** What is expected **
Which lines of the data below hold "enumerate"? Copy each of them.

>>>

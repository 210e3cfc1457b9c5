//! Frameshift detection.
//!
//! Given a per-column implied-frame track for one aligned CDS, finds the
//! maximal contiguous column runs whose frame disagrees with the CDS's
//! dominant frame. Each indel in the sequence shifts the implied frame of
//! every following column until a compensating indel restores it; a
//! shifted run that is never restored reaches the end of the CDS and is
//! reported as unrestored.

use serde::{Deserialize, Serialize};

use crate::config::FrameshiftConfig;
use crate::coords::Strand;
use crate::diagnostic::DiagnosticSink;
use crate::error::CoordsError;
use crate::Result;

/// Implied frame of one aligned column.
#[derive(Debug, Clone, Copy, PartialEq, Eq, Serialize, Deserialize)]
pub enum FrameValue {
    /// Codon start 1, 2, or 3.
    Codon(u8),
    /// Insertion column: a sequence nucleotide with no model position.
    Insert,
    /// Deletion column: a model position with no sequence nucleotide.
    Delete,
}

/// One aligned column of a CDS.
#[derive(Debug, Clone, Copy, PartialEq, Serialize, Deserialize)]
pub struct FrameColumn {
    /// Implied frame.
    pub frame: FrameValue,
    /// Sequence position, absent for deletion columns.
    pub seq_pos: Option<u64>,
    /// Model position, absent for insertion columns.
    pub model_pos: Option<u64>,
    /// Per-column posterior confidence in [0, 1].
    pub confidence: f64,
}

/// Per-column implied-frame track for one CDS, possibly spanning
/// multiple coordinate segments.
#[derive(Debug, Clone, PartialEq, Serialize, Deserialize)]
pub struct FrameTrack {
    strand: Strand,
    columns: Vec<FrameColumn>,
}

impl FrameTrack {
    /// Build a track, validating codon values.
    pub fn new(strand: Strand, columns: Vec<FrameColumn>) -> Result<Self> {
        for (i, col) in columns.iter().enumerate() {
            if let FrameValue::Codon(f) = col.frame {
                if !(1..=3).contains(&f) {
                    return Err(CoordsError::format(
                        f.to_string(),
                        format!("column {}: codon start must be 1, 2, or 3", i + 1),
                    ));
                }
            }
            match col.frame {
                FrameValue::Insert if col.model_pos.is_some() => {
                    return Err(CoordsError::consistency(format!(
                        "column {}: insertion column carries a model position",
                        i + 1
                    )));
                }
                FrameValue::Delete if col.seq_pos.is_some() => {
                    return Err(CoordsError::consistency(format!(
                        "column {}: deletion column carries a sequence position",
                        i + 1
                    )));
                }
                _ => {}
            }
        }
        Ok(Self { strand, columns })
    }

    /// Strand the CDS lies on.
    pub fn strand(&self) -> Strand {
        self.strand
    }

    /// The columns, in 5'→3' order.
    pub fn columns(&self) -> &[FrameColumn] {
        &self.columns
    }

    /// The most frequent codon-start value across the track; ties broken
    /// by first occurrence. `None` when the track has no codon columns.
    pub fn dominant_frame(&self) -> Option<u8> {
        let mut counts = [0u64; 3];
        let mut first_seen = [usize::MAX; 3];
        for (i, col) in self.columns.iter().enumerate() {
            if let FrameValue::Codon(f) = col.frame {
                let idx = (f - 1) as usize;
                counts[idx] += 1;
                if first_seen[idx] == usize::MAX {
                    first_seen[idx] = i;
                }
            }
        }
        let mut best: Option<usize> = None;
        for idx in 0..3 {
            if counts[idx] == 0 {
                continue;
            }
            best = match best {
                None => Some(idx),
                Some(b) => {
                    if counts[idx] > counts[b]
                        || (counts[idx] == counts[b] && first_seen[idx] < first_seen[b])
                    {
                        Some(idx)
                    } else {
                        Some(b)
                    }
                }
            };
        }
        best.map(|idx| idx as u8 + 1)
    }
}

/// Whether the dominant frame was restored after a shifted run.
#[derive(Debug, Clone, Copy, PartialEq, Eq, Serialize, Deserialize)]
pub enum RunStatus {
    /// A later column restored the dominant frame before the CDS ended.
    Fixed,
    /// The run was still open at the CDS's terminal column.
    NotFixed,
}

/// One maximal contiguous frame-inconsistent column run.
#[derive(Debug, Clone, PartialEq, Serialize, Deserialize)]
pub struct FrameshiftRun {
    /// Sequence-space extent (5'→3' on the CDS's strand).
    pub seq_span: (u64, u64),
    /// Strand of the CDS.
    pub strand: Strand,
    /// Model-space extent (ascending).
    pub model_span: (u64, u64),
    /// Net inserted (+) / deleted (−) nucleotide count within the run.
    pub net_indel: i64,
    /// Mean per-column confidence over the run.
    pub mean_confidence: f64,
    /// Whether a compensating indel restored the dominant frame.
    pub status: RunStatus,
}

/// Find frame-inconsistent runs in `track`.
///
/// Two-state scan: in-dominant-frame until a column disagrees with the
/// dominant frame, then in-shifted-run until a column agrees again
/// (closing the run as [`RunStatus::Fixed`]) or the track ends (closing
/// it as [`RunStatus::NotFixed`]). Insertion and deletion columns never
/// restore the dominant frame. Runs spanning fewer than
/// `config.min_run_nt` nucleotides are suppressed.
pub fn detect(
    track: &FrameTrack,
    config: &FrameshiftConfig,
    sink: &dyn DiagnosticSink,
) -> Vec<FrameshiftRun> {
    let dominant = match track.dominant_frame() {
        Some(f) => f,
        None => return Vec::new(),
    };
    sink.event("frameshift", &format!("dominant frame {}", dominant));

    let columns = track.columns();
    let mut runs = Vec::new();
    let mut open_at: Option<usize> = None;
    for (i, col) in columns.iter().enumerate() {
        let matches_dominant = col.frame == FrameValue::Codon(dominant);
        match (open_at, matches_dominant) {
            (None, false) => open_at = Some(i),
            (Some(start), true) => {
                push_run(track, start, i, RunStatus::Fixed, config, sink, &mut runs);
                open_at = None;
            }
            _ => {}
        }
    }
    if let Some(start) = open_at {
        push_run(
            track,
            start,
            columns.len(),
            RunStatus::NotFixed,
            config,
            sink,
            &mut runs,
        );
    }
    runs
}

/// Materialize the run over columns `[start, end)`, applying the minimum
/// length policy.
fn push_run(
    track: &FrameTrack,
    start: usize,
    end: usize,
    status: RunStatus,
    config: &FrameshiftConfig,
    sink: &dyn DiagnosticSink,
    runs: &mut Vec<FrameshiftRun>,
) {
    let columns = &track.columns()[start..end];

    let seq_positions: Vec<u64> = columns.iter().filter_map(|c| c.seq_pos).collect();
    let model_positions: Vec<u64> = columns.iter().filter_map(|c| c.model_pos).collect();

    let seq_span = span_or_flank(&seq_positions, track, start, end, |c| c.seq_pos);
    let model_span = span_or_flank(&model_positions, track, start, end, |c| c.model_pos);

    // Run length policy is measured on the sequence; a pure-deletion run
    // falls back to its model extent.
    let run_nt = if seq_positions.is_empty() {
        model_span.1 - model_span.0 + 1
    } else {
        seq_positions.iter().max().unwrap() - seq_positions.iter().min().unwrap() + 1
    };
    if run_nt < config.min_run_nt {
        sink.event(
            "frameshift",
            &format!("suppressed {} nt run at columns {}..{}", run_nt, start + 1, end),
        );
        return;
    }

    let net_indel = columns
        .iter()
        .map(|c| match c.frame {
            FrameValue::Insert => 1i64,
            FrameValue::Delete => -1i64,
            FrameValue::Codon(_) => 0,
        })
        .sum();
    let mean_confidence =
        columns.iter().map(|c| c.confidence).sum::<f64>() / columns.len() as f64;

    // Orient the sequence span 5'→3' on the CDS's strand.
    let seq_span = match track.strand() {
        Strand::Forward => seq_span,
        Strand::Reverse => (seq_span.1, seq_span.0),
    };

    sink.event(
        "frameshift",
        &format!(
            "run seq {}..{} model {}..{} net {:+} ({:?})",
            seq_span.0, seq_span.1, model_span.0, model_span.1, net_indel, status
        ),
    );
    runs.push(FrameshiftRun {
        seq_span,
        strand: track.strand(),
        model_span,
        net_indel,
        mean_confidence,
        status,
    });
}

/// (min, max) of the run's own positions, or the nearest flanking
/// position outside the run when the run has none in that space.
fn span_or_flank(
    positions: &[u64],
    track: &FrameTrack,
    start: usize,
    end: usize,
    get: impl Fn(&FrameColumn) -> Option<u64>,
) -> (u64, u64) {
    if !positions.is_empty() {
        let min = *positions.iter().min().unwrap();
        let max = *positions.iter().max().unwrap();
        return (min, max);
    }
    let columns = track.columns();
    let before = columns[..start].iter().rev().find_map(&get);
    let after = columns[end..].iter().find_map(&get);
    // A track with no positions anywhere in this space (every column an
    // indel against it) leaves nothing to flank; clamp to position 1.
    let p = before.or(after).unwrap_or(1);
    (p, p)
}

<<<

** Written reply **
        for (i, col) in columns.iter().enumerate() {
        for (i, col) in self.columns.iter().enumerate() {
    for (i, col) in columns.iter().enumerate() {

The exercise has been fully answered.